> WHAT THE TASK REQUIRES: Working from the records beneath this line, reproduce each one exactly.
(RECORDS PROVIDED begins)
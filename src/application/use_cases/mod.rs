/// Use cases module containing application business logic orchestration
mod build_summary;
mod decorate_pull_request;
mod evaluate_gate;
mod provision_version;
mod run_pipeline;
mod run_sast_scan;
mod tag_findings;
mod wait_for_pull_request_checks;

pub use build_summary::{last_scans, BuildSummaryUseCase};
pub use decorate_pull_request::{comment_body, DecorationOutcome, DecoratePullRequestUseCase};
pub use evaluate_gate::EvaluateGateUseCase;
pub use provision_version::{ProvisionOutcome, ProvisionVersionUseCase};
pub use run_pipeline::{RunPipelineUseCase, ScanCollaborators};
pub use run_sast_scan::{RunSastScanUseCase, ScanOutcome};
pub use tag_findings::TagFindingsUseCase;
pub use wait_for_pull_request_checks::WaitForPullRequestChecksUseCase;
(RECORDS PROVIDED ends)
> FINAL ANSWER:
filename src/application/use_cases/mod.rs
/// Use cases module containing application business logic orchestration
mod build_summary;
mod decorate_pull_request;
mod evaluate_gate;
mod provision_version;
mod run_pipeline;
mod run_sast_scan;
mod tag_findings;
mod wait_for_pull_request_checks;

pub use build_summary::{last_scans, BuildSummaryUseCase};
pub use decorate_pull_request::{comment_body, DecorationOutcome, DecoratePullRequestUseCase};
pub use evaluate_gate::EvaluateGateUseCase;
pub use provision_version::{ProvisionOutcome, ProvisionVersionUseCase};
pub use run_pipeline::{RunPipelineUseCase, ScanCollaborators};
pub use run_sast_scan::{RunSastScanUseCase, ScanOutcome};
pub use tag_findings::TagFindingsUseCase;
pub use wait_for_pull_request_checks::WaitForPullRequestChecksUseCase;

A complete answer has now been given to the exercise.